## Work request
What is the number of lines below that include "PlayerContext"? Give that number alone.

[Stored data]
-- Opening Marker --
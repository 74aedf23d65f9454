//! The JSON persistence document.
//!
//! ```json
//! {
//!   "current": "english",
//!   "narrative": null,
//!   "possible": {
//!     "english": {
//!       "events": {
//!         "0": { "type": "text", "key": "hello", "event": { "return_text": "Hello!", "enable": true, "persist": true } }
//!       },
//!       "next_id": 1
//!     }
//!   }
//! }
//! ```
//!
//! The `type` tag selects the variant on load; an unregistered tag is an
//! `UnknownEventType` error. `next_id` is optional.

use serde::de::{self, MapAccess, Visitor};
use serde::{Deserialize, Deserializer, Serialize};
use serde_json::Value;
use std::collections::BTreeMap;
use std::fmt;

use crate::contexts::{EventEntry, EventId, GameContext, PlayerContext};
use crate::error::{GameError, GameResult};
use crate::events::Event;

#[derive(Debug, Clone, Serialize, Deserialize)]
pub struct PlayerDocument {
    pub current: Option<String>,
    pub narrative: Option<String>,
    #[serde(default)]
    pub possible: BTreeMap<String, ContextDocument>,
}

#[derive(Debug, Clone, Serialize, Deserialize)]
pub struct ContextDocument {
    #[serde(default, deserialize_with = "unique_events")]
    pub events: BTreeMap<EventId, EntryDocument>,
    #[serde(default, skip_serializing_if = "Option::is_none")]
    pub next_id: Option<u64>,
}

#[derive(Debug, Clone, Serialize, Deserialize)]
pub struct EntryDocument {
    #[serde(rename = "type")]
    pub kind: String,
    pub key: String,
    pub event: Value,
}

/// Event table that refuses repeated ids instead of keeping the last one.
fn unique_events<'de, D>(deserializer: D) -> Result<BTreeMap<EventId, EntryDocument>, D::Error>
where
    D: Deserializer<'de>,
{
    struct EventsVisitor;

    impl<'de> Visitor<'de> for EventsVisitor {
        type Value = BTreeMap<EventId, EntryDocument>;

        fn expecting(&self, f: &mut fmt::Formatter<'_>) -> fmt::Result {
            f.write_str("a map from event ids to entries")
        }

        fn visit_map<A: MapAccess<'de>>(self, mut map: A) -> Result<Self::Value, A::Error> {
            let mut events = BTreeMap::new();
            while let Some((id, entry)) = map.next_entry::<EventId, EntryDocument>()? {
                if events.insert(id, entry).is_some() {
                    return Err(de::Error::custom(format!("duplicate event id {id}")));
                }
            }
            Ok(events)
        }
    }

    deserializer.deserialize_map(EventsVisitor)
}

impl From<&EventEntry> for EntryDocument {
    fn from(entry: &EventEntry) -> Self {
        Self {
            kind: entry.kind().as_str().to_string(),
            key: entry.key.clone(),
            event: Value::Object(entry.event.attributes()),
        }
    }
}

impl TryFrom<EntryDocument> for EventEntry {
    type Error = GameError;

    fn try_from(doc: EntryDocument) -> GameResult<Self> {
        Ok(EventEntry {
            key: doc.key,
            event: Event::from_attributes(&doc.kind, doc.event)?,
        })
    }
}

impl GameContext {
    pub fn to_document(&self) -> ContextDocument {
        ContextDocument {
            events: self
                .events()
                .map(|(id, entry)| (id, EntryDocument::from(entry)))
                .collect(),
            next_id: Some(self.next_id().0),
        }
    }

    pub fn from_document(doc: ContextDocument) -> GameResult<Self> {
        let events = doc
            .events
            .into_iter()
            .map(|(id, entry)| -> GameResult<_> { Ok((id, EventEntry::try_from(entry)?)) })
            .collect::<GameResult<BTreeMap<_, _>>>()?;
        GameContext::from_parts(events, doc.next_id.unwrap_or(0))
    }
}

impl PlayerContext {
    pub fn to_document(&self) -> PlayerDocument {
        PlayerDocument {
            current: self.current.clone(),
            narrative: self.narrative.clone(),
            possible: self
                .possible
                .iter()
                .map(|(id, context)| (id.clone(), context.to_document()))
                .collect(),
        }
    }

    pub fn from_document(doc: PlayerDocument) -> GameResult<Self> {
        let possible = doc
            .possible
            .into_iter()
            .map(|(id, context)| -> GameResult<_> { Ok((id, GameContext::from_document(context)?)) })
            .collect::<GameResult<BTreeMap<_, _>>>()?;
        Ok(PlayerContext {
            current: doc.current,
            narrative: doc.narrative,
            possible,
        })
    }

    /// Serialize the whole world as a pretty-printed JSON blob.
    pub fn to_serialized(&self) -> GameResult<String> {
        Ok(serde_json::to_string_pretty(&self.to_document())?)
    }

    /// Serialize the whole world as compact JSON.
    pub fn to_serialized_compact(&self) -> GameResult<String> {
        Ok(serde_json::to_string(&self.to_document())?)
    }

    /// Rebuild a world from a blob produced by [`PlayerContext::to_serialized`].
    pub fn from_serialized(blob: &str) -> GameResult<Self> {
        let doc: PlayerDocument = serde_json::from_str(blob)?;
        Self::from_document(doc)
    }
}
-- Closing Marker --
## Result of the exercise
4